Before genealogy was a thing, I had a thing about genealogy. It started with my best friend Janie H. We were 14 years old, in junior high school. Janie raised her hand in social studies class and proudly declared she could trace her relatives back to Jamestown, Va.
To history buff me, this was a big deal. Relatives in Jamestown. Wow.
After school, I rushed to share the news with my family and determine if we too had celebrity ancestors.
“Really, all the way back to Jamestown?” said my mother, as she sautéed gribenes in a pan. She glanced over at my grandmother — who did not look up but continued chopping liver and onions in a wooden bowl.
“What about our ancestors?” I asked. “How far back can we go?”
But to my urgent questions, my mother said only, “We’ll talk later.”

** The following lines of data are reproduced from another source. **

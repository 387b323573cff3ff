//! # KV ストア
//!
//! サービスが利用する KV ストアの抽象化。
//!
//! ## 提供する操作
//!
//! | 操作 | 意味 |
//! |------|------|
//! | `get` | キーの値を取得（なければ `None`） |
//! | `put` | キーに値を書き込む（上書き） |
//! | `put_if_absent` | キーが存在しない場合のみ書き込む |
//! | `delete` | キーを削除（存在しなくても成功） |
//! | `list` | 接頭辞に一致するキーを列挙 |
//!
//! 各操作は単一キーについてアトミックに実行される。
//! 一意性が必要な作成（サインアップ、投稿作成）は `put_if_absent` を使い、
//! 「存在確認 → 書き込み」の間に割り込まれる競合を避ける。
//!
//! ## 接続 URL
//!
//! [`open_store`] は URL のスキームで実装を選択する:
//!
//! | スキーム | 実装 |
//! |---------|------|
//! | `redis://`, `rediss://` | [`RedisKvStore`] |
//! | `memory://` | [`InMemoryKvStore`] |

use std::sync::Arc;

use async_trait::async_trait;
use serde::{Serialize, de::DeserializeOwned};

use crate::{InMemoryKvStore, InfraError, RedisKvStore};

/// KV ストアトレイト
#[async_trait]
pub trait KvStore: Send + Sync {
    /// キーの値を取得する
    async fn get(&self, key: &str) -> Result<Option<String>, InfraError>;

    /// キーに値を書き込む（既存値は上書きする）
    async fn put(&self, key: &str, value: &str) -> Result<(), InfraError>;

    /// キーが存在しない場合のみ書き込む
    ///
    /// # 戻り値
    ///
    /// 書き込んだ場合は `true`、既にキーが存在した場合は `false`
    async fn put_if_absent(&self, key: &str, value: &str) -> Result<bool, InfraError>;

    /// キーを削除する
    ///
    /// 存在しないキーを削除しても成功とする。
    async fn delete(&self, key: &str) -> Result<(), InfraError>;

    /// 接頭辞に一致するキーを辞書順で列挙する
    async fn list(&self, prefix: &str) -> Result<Vec<String>, InfraError>;
}

/// キーの値を JSON として取得する
pub async fn get_json<T>(store: &dyn KvStore, key: &str) -> Result<Option<T>, InfraError>
where
    T: DeserializeOwned,
{
    match store.get(key).await? {
        Some(json) => serde_json::from_str(&json)
            .map(Some)
            .map_err(|e| InfraError::decode(key, e)),
        None => Ok(None),
    }
}

/// 値を JSON にシリアライズして書き込む
pub async fn put_json<T>(store: &dyn KvStore, key: &str, value: &T) -> Result<(), InfraError>
where
    T: Serialize + Sync,
{
    let json = serde_json::to_string(value).map_err(|e| InfraError::encode(key, e))?;
    store.put(key, &json).await
}

/// 値を JSON にシリアライズし、キーが存在しない場合のみ書き込む
pub async fn put_json_if_absent<T>(
    store: &dyn KvStore,
    key: &str,
    value: &T,
) -> Result<bool, InfraError>
where
    T: Serialize + Sync,
{
    let json = serde_json::to_string(value).map_err(|e| InfraError::encode(key, e))?;
    store.put_if_absent(key, &json).await
}

/// 接続 URL から KV ストアを開く
pub async fn open_store(url: &str) -> Result<Arc<dyn KvStore>, InfraError> {
    if url.starts_with("memory://") {
        tracing::info!("インメモリ KV ストアを使用します");
        return Ok(Arc::new(InMemoryKvStore::new()));
    }

    if url.starts_with("redis://") || url.starts_with("rediss://") {
        let store = RedisKvStore::connect(url).await?;
        tracing::info!("Redis KV ストアに接続しました");
        return Ok(Arc::new(store));
    }

    Err(InfraError::unsupported_store_url(url))
}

After my father came home, after dinner, my parents sat me down for “the talk” — the Holocaust Talk. Not the Holocaust as a history lesson, but the “What-the-Holocaust-Meant-for-Our-Family” conversation.
As a second-generation American, the Holocaust seemed far away and removed from my cloistered life as the beloved “baby” of a booming, boisterous family. Unknown, nameless great-grandparents and other relations whose lives were lost was too great a mystery to grasp.
The only part that registered — at the time — was my mother’s words: “The Nazis destroyed all the records.”
There was no way I could trace my ancestry generations back the way Janie had. I knew my mother’s mother, the wonderful woman always bedecked in an apron and a housedress, came from some unpronounceable town in Hungary, and that my mother’s father was born in Romania.
I asked Grandma about her name, meaning her maiden name. Instead, she spoke of her first name, Ida. She said it wasn’t her correct name. Going through Ellis Island, the immigration agent couldn’t say, no less write her name. So, he dubbed her “Ida.”
“So, what is your real name?” I asked. “I don’t remember,” she sighed. “It was so long ago.”
I left the room to cry and rage. To be deprived of your own name. That moment, that sadness and, yes, that rage fueled my interest to learn my family’s history. It was no longer about celebrity ancestors. It was just about knowing … and remembering.
And on my father’s side? Even less information was available. His mother had been sickly and died when my father was young. His father was strict and worked hard to support a large family.
While my father was born in New York City, I knew his parents had immigrated from Romania. Decades later I discovered the name of the town where his two oldest brothers were born — Beltz, Bessarabia, Romania.
Yet, throughout their marriage, my father insisted his family came from Russia. “No, you’re not,” teased my mother whenever the subject came up. But my father was right. Years after his death, a cousin handed me my great-grandfather’s military discharge papers — from the Russian Army.
And the Galatz name? Like many immigrant names, it went through multiple iterations: Galatz, Galazon, Galatzan, Galatzon, Galatzen, Galantson, Galitzes.
And that brings me to Galati, Romania, with its own alternate spelling, Galatz. Galaţi is a port city on the southern end of the Danube River. With a population of about 250,000, it’s Romania’s eighth most populous city.
But of course, what interests me is the city’s history and wondering if my family’s past — and therefore — my future — began there. Archeological evidence shows people lived in Galati as far back as the Neolithic period, 12,000 years ago! Take that, Janie H.!
The town developed from an ancient settlement of the sixth and fifth centuries BCE. Jews first settled there at the end of the 16th century. Throughout the late 18th and 19th centuries, multiple incidents of blood libel and pogroms occurred.
If my family did come from Galati/Galatz, was it during one of these outbreaks of anti-Semitic violence, fear, and uncertainty that they moved to Russia? And from Russia, when and why did they leave and return to Romania, settling this time in Beltz?
There’s no way I’ll ever know. All the men — my father and his four brothers — are gone. And as my mother so solemnly intoned long ago, “The Nazis destroyed all the records.”
Knowing the answers to my questions won’t change a thing, but to paraphrase Tevye from “Fiddler,” after all these years, it would be nice to know.